United States Court of Appeals, Ninth Circuit

January 5, 2017

United States of America, Plaintiff-Appellee,
v.
Genaro Acevedo-De La Cruz, Defendant-Appellant.

          Argued and Submitted October 21, 2016 San Francisco, California

         Appeal from the United States District Court No. 4:14-cr-01196-RM-EJM-1 for the District of Arizona Rosemary Marquez, District Judge, Presiding

          Henry Jacobs (argued), Law Offices of Henry Jacobs PLLC, Tucson, Arizona, for Defendant-Appellant.

          Lauren LaBuff (argued), Assistant United States Attorney; Robert L. Miskell, Appellate Chief; John S. Leonardo, United States Attorney; United States Attorney's Office, Tucson, Arizona; for Plaintiff-Appellee.

          Before: Carlos T. Bea and Sandra S. Ikuta, Circuit Judges, and Jane A. Restani, Judge. [*]

         SUMMARY [**]

         Criminal Law

         Affirming a sentence, the panel held that a violation of a protective order involving an act of violence or credible threat of violence in violation of California Penal Code § 273.6(d) is a categorical crime of violence for purposes of U.S.S.G. § 2L1.2(b)(1)(A)(ii).

          OPINION

          IKUTA, Circuit Judge.

         This appeal raises the question whether a violation of a protective order involving an act of violence or credible threat of violence in violation of section 273.6(d) of the California Penal Code is a categorical crime of violence for purposes of § 2L1.2(b)(1)(A)(ii) of the United States Sentencing Guidelines ("U.S.S.G." or "Sentencing Guidelines").[1] We review de novo the district court's determination that Genaro Acevedo-De La Cruz's prior conviction constitutes a crime of violence, United States v. Mendoza-Padilla, 833 F.3d 1156, 1158 (9th Cir. 2016), and we affirm.

         I

         We first set forth the legal framework applicable to this appeal. The federal Sentencing Guidelines impose a base offense level of 8 for defendants convicted of unlawful reentry in violation of 8 U.S.C. § 1326. See U.S.S.G. § 2L1.2(a). If the defendant had a prior felony conviction for "a crime of violence, " the Sentencing Guidelines in effect at the time of Acevedo-De La Cruz's sentencing provided for a 16-level sentence enhancement. Id. § 2L1.2(b)(1)(A)(ii).[2] A "crime of violence" is defined to include any "offense under federal, state, or local law that has as an element the use, attempted use, or threatened use of physical force against the person of another." Id. § 2L1.2, cmt. n.1(B)(iii).[3] "Physical force" for purposes of the Sentencing Guidelines means "force capable of causing physical pain or injury to another person." United States v. Flores-Cordero, 723 F.3d 1085, 1087 (9th Cir. 2013) (quoting Johnson v. United States, 559 U.S. 133, 140 (2010)). To determine whether a prior conviction qualifies as a crime of violence, we use the categorical approach set forth in Taylor v. United States, 495 U.S. 575 (1990). We first identify the elements of the statute of conviction, and then compare those elements to the generic federal definition of a crime of violence to determine whether the statute of conviction criminalizes more conduct than the generic federal crime. Almanza-Arenas v. Lynch, 815 F.3d 469, 475 (9th Cir. 2016) (en banc). If the statute of conviction criminalizes the same (or less) conduct as does the generic federal crime, then the sentence enhancement applies to every conviction under the statute of conviction.[4] Id.

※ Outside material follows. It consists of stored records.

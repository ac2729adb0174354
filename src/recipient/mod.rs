//! Recipients and per-channel contact validation.

mod validator;

pub use validator::{validate, ValidationOutcome};

use chrono::{DateTime, Utc};
use serde::{Deserialize, Serialize};

use crate::channel::Channel;

/// A notification recipient with their contact data and consent state.
#[derive(Debug, Clone, Serialize, Deserialize)]
pub struct Recipient {
    /// Caller-assigned recipient identifier
    pub id: String,

    /// Email address (for the email channel)
    #[serde(skip_serializing_if = "Option::is_none")]
    pub email: Option<String>,

    /// Phone number in E.164-like form (for sms/voice/fax channels)
    #[serde(skip_serializing_if = "Option::is_none")]
    pub phone: Option<String>,

    /// Opaque user identifier (for chat and push channels)
    #[serde(skip_serializing_if = "Option::is_none")]
    pub user_ref: Option<String>,

    /// Channel the recipient prefers, informational for the caller
    #[serde(skip_serializing_if = "Option::is_none")]
    pub preferred_channel: Option<Channel>,

    #[serde(skip_serializing_if = "Option::is_none")]
    pub timezone: Option<String>,

    #[serde(skip_serializing_if = "Option::is_none")]
    pub locale: Option<String>,

    /// An opted-out recipient is invalid for every channel.
    #[serde(default)]
    pub opted_out: bool,

    /// Whether the recipient has recorded explicit consent.
    #[serde(default)]
    pub consent_granted: bool,

    /// When consent was recorded, if it was.
    #[serde(skip_serializing_if = "Option::is_none")]
    pub consent_at: Option<DateTime<Utc>>,
}

impl Recipient {
    /// Minimal constructor; contact methods are attached with the builders below.
    pub fn new(id: impl Into<String>) -> Self {
        Self {
            id: id.into(),
            email: None,
            phone: None,
            user_ref: None,
            preferred_channel: None,
            timezone: None,
            locale: None,
            opted_out: false,
            consent_granted: false,
            consent_at: None,
        }
    }

    pub fn with_email(mut self, email: impl Into<String>) -> Self {
        self.email = Some(email.into());
        self
    }

    pub fn with_phone(mut self, phone: impl Into<String>) -> Self {
        self.phone = Some(phone.into());
        self
    }

    pub fn with_user_ref(mut self, user_ref: impl Into<String>) -> Self {
        self.user_ref = Some(user_ref.into());
        self
    }

    pub fn with_consent(mut self, at: DateTime<Utc>) -> Self {
        self.consent_granted = true;
        self.consent_at = Some(at);
        self
    }

    pub fn opted_out(mut self) -> Self {
        self.opted_out = true;
        self
    }
}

         When interpreting a state statute of conviction, we look to the state's rules of statutory construction. Id. "Under California law, the cardinal rule of statutory construction is to determine the intent of the legislature." Id. (quoting Lieberman v. Hawkins (In re Lieberman), 245 F.3d 1090, 1092 (9th Cir. 2001)). To ascertain the intent of the legislature, we look first to the plain language of the statute. Id. "We give the language its usual and ordinary meaning, and '[i]f there is no ambiguity, then we presume the lawmakers meant what they said.'" People v. Gutierrez, 58 Cal.4th 1354, 1369 (2014) (alterations in original) (quoting Mays v. City of Los Angeles, 43 Cal. 4Th 313, 321 (2008)). "When attempting to ascertain the ordinary, usual meaning of a word, courts appropriately refer to the dictionary definition of that word." Wasatch Prop. Mgmt. v. Degrate, 35 Cal.4th 1111, 1121-22 (2005).

         The conclusion that a state statute criminalizes more conduct than is included in the generic federal definition of a crime of violence "requires more than the application of legal imagination to a state statute's language." Gonzales v. Duenas-Alvarez, 549 U.S. 183, 193 (2007). Rather, "[i]t requires a realistic probability, not a theoretical possibility, that the State would apply its statute to conduct that falls outside the generic definition of a crime." Id. To show that realistic probability, the defendant "must at least point to his own case or ...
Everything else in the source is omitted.